◆ **Task data**
● ● ● ● ● ● ●
impl IndexStore {
    /// Lexical full-text candidates for a query, best first.
    ///
    /// `bm25()` ranks better matches with smaller (more negative) values;
    /// the returned score is negated so larger is better.
    pub async fn lexical_search(
        &self,
        query: &str,
        limit: usize,
        directory: Option<&str>,
        language: Option<Language>,
    ) -> Result<Vec<LexicalCandidate>> {
        let match_expr = fts_query(query);
        if match_expr.is_empty() {
            return Ok(Vec::new());
        }
        let directory = directory.map(|d| d.trim_end_matches('/').to_string());

        self.with_conn(move |conn| {
            let mut stmt = conn.prepare(
                "SELECT chunks_fts.chunk_hash, bm25(chunks_fts) AS rank, f.path, c.language
                 FROM chunks_fts
                 JOIN chunks c ON c.chunk_hash = chunks_fts.chunk_hash
                 JOIN files f ON f.id = c.file_id
                 WHERE chunks_fts MATCH ?
                 ORDER BY rank
                 LIMIT ?",
            )?;
            let rows = stmt.query_map(params![match_expr, limit as i64 * 4], |row| {
                let hash: String = row.get(0)?;
                let rank: f64 = row.get(1)?;
                let path: String = row.get(2)?;
                let lang: String = row.get(3)?;
                Ok((hash, rank, path, lang))
            })?;

            let mut out = Vec::new();
            for row in rows {
                let (hash, rank, path, lang) = row?;
                if let Some(dir) = &directory {
                    if !path.starts_with(dir.as_str()) {
                        continue;
                    }
                }
                if let Some(wanted) = language {
                    if lang.parse::<Language>().unwrap_or(Language::Unknown) != wanted {
                        continue;
                    }
                }
                out.push(LexicalCandidate {
                    chunk_hash: hash,
                    score: (-rank) as f32,
                });
                if out.len() >= limit {
                    break;
                }
            }
            Ok(out)
        })
        .await
    }

    /// Load one chunk by identity.
    pub async fn chunk_by_hash(&self, chunk_hash: &str) -> Result<Option<StoredChunk>> {
        let hash = chunk_hash.to_string();
        self.with_conn(move |conn| {
            let mut stmt = conn.prepare(&format!(
                "SELECT {CHUNK_COLUMNS} FROM chunks c JOIN files f ON f.id = c.file_id
                 WHERE c.chunk_hash = ?"
            ))?;
            let mut rows = stmt.query_map(params![hash], chunk_from_row)?;
            match rows.next() {
                Some(row) => Ok(Some(row?)),
                None => Ok(None),
            }
        })
        .await
    }

    /// Load chunks for a set of identities; missing hashes are skipped.
    pub async fn chunks_by_hashes(&self, hashes: &[String]) -> Result<Vec<StoredChunk>> {
        if hashes.is_empty() {
            return Ok(Vec::new());
        }
        let hashes: Vec<String> = hashes.to_vec();
        self.with_conn(move |conn| {
            let placeholders = vec!["?"; hashes.len()].join(", ");
            let mut stmt = conn.prepare(&format!(
                "SELECT {CHUNK_COLUMNS} FROM chunks c JOIN files f ON f.id = c.file_id
                 WHERE c.chunk_hash IN ({placeholders})"
            ))?;
            let params_vec: Vec<&dyn rusqlite::ToSql> =
                hashes.iter().map(|h| h as &dyn rusqlite::ToSql).collect();
            let rows = stmt.query_map(params_vec.as_slice(), chunk_from_row)?;
            let mut out = Vec::new();
            for row in rows {
                out.push(row?);
            }
            Ok(out)
        })
        .await
    }

    /// All chunks of one file, in span order.
    pub async fn chunks_for_file(&self, relative_path: &str) -> Result<Vec<StoredChunk>> {
        let path = relative_path.to_string();
        self.with_conn(move |conn| {
            let mut stmt = conn.prepare(&format!(
                "SELECT {CHUNK_COLUMNS} FROM chunks c JOIN files f ON f.id = c.file_id
                 WHERE f.path = ? ORDER BY c.start_byte"
            ))?;
            let rows = stmt.query_map(params![path], chunk_from_row)?;
            let mut out = Vec::new();
            for row in rows {
                out.push(row?);
            }
            Ok(out)
        })
        .await
    }

    /// Stored content hash for a file, when indexed.
    pub async fn file_hash(&self, relative_path: &str) -> Result<Option<String>> {
        let path = relative_path.to_string();
        self.with_conn(move |conn| {
            conn.query_row(
                "SELECT content_hash FROM files WHERE path = ?",
                params![path],
                |row| row.get(0),
            )
            .map(Some)
            .or_else(|e| match e {
                rusqlite::Error::QueryReturnedNoRows => Ok(None),
                other => Err(other.into()),
            })
        })
        .await
    }

    /// The full file catalog.
    pub async fn list_files(&self) -> Result<Vec<StoredFile>> {
        self.with_conn(|conn| {
            let mut stmt = conn.prepare(
                "SELECT id, path, content_hash, language, size, last_indexed_at
                 FROM files ORDER BY path",
            )?;
            let rows = stmt.query_map([], |row| {
                let language: String = row.get(3)?;
                Ok(StoredFile {
                    id: row.get(0)?,
                    path: row.get(1)?,
                    content_hash: row.get(2)?,
                    language: language.parse().unwrap_or(Language::Unknown),
                    size: row.get::<_, i64>(4)? as u64,
                    last_indexed_at: row.get(5)?,
                })
            })?;
            let mut out = Vec::new();
            for row in rows {
                out.push(row?);
            }
            Ok(out)
        })
        .await
    }

    /// Symbols matching a name exactly, across the project.
    pub async fn symbols_by_name(&self, name: &str, limit: usize) -> Result<Vec<StoredSymbol>> {
        let name = name.to_string();
        self.with_conn(move |conn| {
            let mut stmt = conn.prepare(
                "SELECT s.file_id, s.name, s.kind, s.start_line, s.end_line,
                        s.signature, s.parents_json, s.metadata_json, f.path
                 FROM symbols s JOIN files f ON f.id = s.file_id
                 WHERE s.name = ?
                 ORDER BY f.path, s.start_line
                 LIMIT ?",
            )?;
            let rows = stmt.query_map(params![name, limit as i64], symbol_from_row)?;
            let mut out = Vec::new();
            for row in rows {
                out.push(row?);
            }
            Ok(out)
        })
        .await
    }

    /// Symbols whose name contains the query (case-insensitive), optionally
    /// restricted to one file.
    pub async fn symbols_matching(
        &self,
        query: &str,
        file: Option<&str>,
        limit: usize,
    ) -> Result<Vec<StoredSymbol>> {
        let pattern = format!("%{}%", query.replace('%', "").replace('_', "\\_"));
        let file = file.map(str::to_string);
        self.with_conn(move |conn| {
            let mut out = Vec::new();
            let sql = "SELECT s.file_id, s.name, s.kind, s.start_line, s.end_line,
                              s.signature, s.parents_json, s.metadata_json, f.path
                       FROM symbols s JOIN files f ON f.id = s.file_id
                       WHERE s.name LIKE ? ESCAPE '\\'";
            match file {
                Some(path) => {
                    let mut stmt =
                        conn.prepare(&format!("{sql} AND f.path = ? ORDER BY s.start_line LIMIT ?"))?;
                    let rows =
                        stmt.query_map(params![pattern, path, limit as i64], symbol_from_row)?;
                    for row in rows {
                        out.push(row?);
                    }
                }
                None => {
                    let mut stmt =
                        conn.prepare(&format!("{sql} ORDER BY f.path, s.start_line LIMIT ?"))?;
                    let rows = stmt.query_map(params![pattern, limit as i64], symbol_from_row)?;
                    for row in rows {
                        out.push(row?);
                    }
                }
            }
            Ok(out)
        })
        .await
    }

    /// Symbols of one file, in definition order.
    pub async fn symbols_for_file(&self, relative_path: &str) -> Result<Vec<StoredSymbol>> {
        let path = relative_path.to_string();
        self.with_conn(move |conn| {
            let mut stmt = conn.prepare(
                "SELECT s.file_id, s.name, s.kind, s.start_line, s.end_line,
                        s.signature, s.parents_json, s.metadata_json, f.path
                 FROM symbols s JOIN files f ON f.id = s.file_id
                 WHERE f.path = ? ORDER BY s.start_line",
            )?;
            let rows = stmt.query_map(params![path], symbol_from_row)?;
            let mut out = Vec::new();
            for row in rows {
                out.push(row?);
            }
            Ok(out)
        })
        .await
    }

    /// Call sites whose callee matches a name, across the project.
    pub async fn calls_to(&self, callee: &str, limit: usize) -> Result<Vec<StoredCall>> {
        let callee = callee.to_string();
        self.with_conn(move |conn| {
            let mut stmt = conn.prepare(
                "SELECT c.file_id, c.callee_name, c.kind, c.receiver, c.argument_count,
                        c.caller_start_line, c.caller_end_line, c.chain_json, f.path
                 FROM calls c JOIN files f ON f.id = c.file_id
                 WHERE c.callee_name = ?
                 ORDER BY f.path, c.caller_start_line
                 LIMIT ?",
            )?;
            let rows = stmt.query_map(params![callee, limit as i64], call_from_row)?;
            let mut out = Vec::new();
            for row in rows {
                out.push(row?);
            }
            Ok(out)
        })
        .await
    }

    /// Call sites inside a file span (used for callees of a definition).
    pub async fn calls_within(
        &self,
        relative_path: &str,
        start_line: u32,
        end_line: u32,
    ) -> Result<Vec<StoredCall>> {
        let path = relative_path.to_string();
        self.with_conn(move |conn| {
            let mut stmt = conn.prepare(
                "SELECT c.file_id, c.callee_name, c.kind, c.receiver, c.argument_count,
                        c.caller_start_line, c.caller_end_line, c.chain_json, f.path
                 FROM calls c JOIN files f ON f.id = c.file_id
                 WHERE f.path = ? AND c.caller_start_line >= ? AND c.caller_end_line <= ?
                 ORDER BY c.caller_start_line",
            )?;
            let rows = stmt.query_map(params![path, start_line, end_line], call_from_row)?;
            let mut out = Vec::new();
            for row in rows {
                out.push(row?);
            }
            Ok(out)
        })
        .await
    }

    /// The innermost symbol in a file whose span contains the given line.
    pub async fn enclosing_symbol(
        &self,
        relative_path: &str,
        line: u32,
    ) -> Result<Option<StoredSymbol>> {
        let path = relative_path.to_string();
        self.with_conn(move |conn| {
            let mut stmt = conn.prepare(
                "SELECT s.file_id, s.name, s.kind, s.start_line, s.end_line,
                        s.signature, s.parents_json, s.metadata_json, f.path
                 FROM symbols s JOIN files f ON f.id = s.file_id
                 WHERE f.path = ? AND s.start_line <= ? AND s.end_line >= ?
                 ORDER BY (s.end_line - s.start_line) ASC
                 LIMIT 1",
            )?;
            let mut rows = stmt.query_map(params![path, line, line], symbol_from_row)?;
            match rows.next() {
                Some(row) => Ok(Some(row?)),
                None => Ok(None),
            }
        })
        .await
    }

    /// Aggregate row counts.
    pub async fn stats(&self) -> Result<StoreStats> {
        self.with_conn(|conn| {
            let count = |table: &str| -> Result<u64> {
                Ok(conn.query_row(
                    &format!("SELECT COUNT(*) FROM {table}"),
                    [],
                    |row| row.get::<_, i64>(0),
                )? as u64)
            };
            Ok(StoreStats {
                files: count("files")?,
                chunks: count("chunks")?,
                symbols: count("symbols")?,
                calls: count("calls")?,
                embeddings: count("embeddings")?,
            })
        })
        .await
    }
}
● ● ● ● ● ● ●
◆ **Task to carry out**
Write out each line above with the word "contains".

◆ **Answer to the problem**
    /// Symbols whose name contains the query (case-insensitive), optionally
    /// The innermost symbol in a file whose span contains the given line.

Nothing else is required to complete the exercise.